» **What the exercise asks**
Using the records below, quote only the span that opens with the line containing "the representable range." and closes with the line containing "#[test_case(7, 1, 2, 4;", exactly and inclusively.

Stored items

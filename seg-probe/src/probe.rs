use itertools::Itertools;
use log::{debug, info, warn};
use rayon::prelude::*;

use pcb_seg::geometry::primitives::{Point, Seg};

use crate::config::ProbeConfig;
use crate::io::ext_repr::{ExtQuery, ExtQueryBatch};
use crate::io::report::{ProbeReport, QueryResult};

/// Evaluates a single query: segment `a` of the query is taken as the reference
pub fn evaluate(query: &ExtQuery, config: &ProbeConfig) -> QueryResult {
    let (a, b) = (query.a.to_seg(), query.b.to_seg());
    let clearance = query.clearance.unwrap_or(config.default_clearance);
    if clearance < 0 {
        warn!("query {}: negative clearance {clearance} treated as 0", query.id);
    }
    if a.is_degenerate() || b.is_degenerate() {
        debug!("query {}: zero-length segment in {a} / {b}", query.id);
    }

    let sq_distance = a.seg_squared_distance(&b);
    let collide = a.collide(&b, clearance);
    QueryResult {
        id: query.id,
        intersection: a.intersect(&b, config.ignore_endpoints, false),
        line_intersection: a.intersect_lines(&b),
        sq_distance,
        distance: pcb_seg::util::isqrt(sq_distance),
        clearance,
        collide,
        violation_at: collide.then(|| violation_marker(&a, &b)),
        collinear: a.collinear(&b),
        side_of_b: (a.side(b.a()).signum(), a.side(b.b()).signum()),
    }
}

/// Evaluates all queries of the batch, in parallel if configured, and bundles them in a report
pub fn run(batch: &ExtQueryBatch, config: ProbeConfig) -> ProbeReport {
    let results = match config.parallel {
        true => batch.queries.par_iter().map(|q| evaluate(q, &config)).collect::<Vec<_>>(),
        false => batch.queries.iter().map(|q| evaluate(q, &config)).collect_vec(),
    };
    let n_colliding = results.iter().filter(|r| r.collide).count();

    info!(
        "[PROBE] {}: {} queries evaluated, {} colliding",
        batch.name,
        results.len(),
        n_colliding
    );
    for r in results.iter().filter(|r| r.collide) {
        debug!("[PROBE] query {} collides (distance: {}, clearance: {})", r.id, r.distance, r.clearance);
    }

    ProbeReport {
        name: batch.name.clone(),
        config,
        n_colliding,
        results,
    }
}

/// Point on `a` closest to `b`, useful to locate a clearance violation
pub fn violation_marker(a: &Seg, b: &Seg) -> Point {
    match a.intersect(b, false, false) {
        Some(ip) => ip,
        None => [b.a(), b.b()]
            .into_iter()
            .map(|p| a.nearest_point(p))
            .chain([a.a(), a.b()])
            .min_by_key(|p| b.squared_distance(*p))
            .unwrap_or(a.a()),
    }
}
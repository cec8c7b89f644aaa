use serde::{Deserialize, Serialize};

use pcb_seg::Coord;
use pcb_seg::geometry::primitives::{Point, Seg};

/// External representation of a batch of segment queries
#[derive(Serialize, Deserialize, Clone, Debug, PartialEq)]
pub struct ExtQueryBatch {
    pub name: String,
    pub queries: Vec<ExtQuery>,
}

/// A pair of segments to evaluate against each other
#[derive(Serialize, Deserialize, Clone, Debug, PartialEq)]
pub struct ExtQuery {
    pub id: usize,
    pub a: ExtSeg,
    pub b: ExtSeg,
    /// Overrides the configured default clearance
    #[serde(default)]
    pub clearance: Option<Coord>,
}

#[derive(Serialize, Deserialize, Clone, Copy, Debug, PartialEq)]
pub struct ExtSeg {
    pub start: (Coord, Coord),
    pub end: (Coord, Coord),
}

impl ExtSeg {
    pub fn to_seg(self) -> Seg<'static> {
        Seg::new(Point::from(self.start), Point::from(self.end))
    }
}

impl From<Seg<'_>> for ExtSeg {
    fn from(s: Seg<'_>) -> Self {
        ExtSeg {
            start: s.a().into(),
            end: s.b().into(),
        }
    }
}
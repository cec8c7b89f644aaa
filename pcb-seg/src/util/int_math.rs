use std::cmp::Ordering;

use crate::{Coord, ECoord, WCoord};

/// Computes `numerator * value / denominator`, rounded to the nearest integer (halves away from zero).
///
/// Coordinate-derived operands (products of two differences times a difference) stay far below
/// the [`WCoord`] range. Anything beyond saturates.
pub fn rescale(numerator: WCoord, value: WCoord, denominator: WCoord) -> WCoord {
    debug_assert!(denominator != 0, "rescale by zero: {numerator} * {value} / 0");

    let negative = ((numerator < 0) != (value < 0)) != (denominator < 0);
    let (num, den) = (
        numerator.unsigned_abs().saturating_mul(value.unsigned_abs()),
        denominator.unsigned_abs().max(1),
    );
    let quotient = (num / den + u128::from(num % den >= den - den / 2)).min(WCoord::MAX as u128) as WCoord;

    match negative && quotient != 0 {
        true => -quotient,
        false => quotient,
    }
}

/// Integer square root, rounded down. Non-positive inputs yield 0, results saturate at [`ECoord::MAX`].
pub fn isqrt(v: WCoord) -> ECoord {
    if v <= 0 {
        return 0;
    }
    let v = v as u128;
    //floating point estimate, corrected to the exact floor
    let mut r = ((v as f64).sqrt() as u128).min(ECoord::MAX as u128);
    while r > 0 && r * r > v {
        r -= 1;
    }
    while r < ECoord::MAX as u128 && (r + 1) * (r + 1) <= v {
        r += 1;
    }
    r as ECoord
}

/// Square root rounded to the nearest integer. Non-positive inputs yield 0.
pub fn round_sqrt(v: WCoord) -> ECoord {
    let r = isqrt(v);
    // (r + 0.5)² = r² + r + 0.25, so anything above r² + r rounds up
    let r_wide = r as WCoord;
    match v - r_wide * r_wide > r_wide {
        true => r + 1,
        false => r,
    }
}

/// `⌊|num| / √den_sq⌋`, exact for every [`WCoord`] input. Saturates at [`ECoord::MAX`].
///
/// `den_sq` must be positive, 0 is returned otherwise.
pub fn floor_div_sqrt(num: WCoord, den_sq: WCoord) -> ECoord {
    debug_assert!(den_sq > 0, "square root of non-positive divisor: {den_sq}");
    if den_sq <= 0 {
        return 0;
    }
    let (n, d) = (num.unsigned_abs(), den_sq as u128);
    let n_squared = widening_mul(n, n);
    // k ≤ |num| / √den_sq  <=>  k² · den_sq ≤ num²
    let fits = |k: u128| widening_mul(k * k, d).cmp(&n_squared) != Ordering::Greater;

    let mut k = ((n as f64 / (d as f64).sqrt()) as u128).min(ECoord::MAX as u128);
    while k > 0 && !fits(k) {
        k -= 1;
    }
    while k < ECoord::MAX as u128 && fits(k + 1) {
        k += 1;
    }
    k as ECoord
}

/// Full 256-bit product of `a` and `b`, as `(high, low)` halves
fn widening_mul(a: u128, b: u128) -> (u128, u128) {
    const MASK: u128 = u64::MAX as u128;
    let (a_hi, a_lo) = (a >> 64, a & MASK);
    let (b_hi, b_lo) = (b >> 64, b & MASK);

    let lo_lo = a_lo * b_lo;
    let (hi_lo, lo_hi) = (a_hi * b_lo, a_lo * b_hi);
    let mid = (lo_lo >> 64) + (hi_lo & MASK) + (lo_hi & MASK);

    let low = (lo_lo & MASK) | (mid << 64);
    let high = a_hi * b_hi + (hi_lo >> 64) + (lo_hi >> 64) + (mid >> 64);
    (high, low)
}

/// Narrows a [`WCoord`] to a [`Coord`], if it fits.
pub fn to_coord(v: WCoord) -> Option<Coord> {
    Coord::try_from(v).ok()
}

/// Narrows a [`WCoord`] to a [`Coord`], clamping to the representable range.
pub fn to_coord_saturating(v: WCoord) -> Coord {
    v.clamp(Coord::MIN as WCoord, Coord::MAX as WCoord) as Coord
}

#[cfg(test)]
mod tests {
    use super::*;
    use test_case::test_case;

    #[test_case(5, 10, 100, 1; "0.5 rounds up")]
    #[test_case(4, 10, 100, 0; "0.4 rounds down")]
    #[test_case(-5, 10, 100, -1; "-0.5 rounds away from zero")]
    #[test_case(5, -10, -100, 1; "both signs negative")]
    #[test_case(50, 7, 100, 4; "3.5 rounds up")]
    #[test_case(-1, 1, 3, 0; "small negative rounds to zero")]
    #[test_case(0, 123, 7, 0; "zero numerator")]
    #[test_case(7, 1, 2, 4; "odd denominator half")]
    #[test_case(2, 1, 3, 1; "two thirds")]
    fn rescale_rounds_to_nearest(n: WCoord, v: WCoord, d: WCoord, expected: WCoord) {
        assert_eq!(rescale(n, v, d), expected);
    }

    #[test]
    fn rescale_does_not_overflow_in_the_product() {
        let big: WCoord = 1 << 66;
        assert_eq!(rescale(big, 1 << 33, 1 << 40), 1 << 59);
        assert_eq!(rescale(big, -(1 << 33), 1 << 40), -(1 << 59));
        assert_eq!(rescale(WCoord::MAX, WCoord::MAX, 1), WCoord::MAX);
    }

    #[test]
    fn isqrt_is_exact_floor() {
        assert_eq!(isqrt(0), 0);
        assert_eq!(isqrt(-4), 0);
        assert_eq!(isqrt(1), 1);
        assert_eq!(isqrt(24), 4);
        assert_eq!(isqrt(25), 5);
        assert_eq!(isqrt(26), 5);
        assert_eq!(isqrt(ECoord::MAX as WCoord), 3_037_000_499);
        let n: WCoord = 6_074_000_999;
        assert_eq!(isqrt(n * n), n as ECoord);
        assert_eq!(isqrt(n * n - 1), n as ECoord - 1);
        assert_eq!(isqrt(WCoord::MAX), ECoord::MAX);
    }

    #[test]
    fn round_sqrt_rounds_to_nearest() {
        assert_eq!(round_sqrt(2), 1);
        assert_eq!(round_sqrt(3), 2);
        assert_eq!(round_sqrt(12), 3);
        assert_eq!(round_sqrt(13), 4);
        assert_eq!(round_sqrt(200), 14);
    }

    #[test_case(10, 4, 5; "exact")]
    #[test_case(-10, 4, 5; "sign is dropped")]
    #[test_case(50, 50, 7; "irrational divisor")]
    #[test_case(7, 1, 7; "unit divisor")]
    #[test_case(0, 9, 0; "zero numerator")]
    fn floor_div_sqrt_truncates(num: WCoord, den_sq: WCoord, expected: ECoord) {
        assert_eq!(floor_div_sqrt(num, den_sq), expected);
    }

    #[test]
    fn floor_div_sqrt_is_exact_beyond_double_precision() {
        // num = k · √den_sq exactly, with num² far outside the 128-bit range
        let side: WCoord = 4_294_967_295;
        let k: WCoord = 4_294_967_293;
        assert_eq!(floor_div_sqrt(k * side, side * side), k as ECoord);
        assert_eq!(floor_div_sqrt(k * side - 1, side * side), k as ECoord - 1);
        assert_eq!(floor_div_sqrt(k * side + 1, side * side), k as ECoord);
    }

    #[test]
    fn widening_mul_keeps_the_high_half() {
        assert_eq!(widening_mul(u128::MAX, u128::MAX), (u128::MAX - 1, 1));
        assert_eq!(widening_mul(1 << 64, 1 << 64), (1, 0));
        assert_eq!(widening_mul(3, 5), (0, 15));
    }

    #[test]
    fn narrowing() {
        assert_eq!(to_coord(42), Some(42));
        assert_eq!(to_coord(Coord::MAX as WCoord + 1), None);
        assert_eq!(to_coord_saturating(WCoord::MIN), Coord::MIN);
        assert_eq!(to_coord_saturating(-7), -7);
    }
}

» **Written solution**
/// Narrows a [`WCoord`] to a [`Coord`], clamping to the representable range.
pub fn to_coord_saturating(v: WCoord) -> Coord {
    v.clamp(Coord::MIN as WCoord, Coord::MAX as WCoord) as Coord
}

#[cfg(test)]
mod tests {
    use super::*;
    use test_case::test_case;

    #[test_case(5, 10, 100, 1; "0.5 rounds up")]
    #[test_case(4, 10, 100, 0; "0.4 rounds down")]
    #[test_case(-5, 10, 100, -1; "-0.5 rounds away from zero")]
    #[test_case(5, -10, -100, 1; "both signs negative")]
    #[test_case(50, 7, 100, 4; "3.5 rounds up")]
    #[test_case(-1, 1, 3, 0; "small negative rounds to zero")]
    #[test_case(0, 123, 7, 0; "zero numerator")]
    #[test_case(7, 1, 2, 4; "odd denominator half")]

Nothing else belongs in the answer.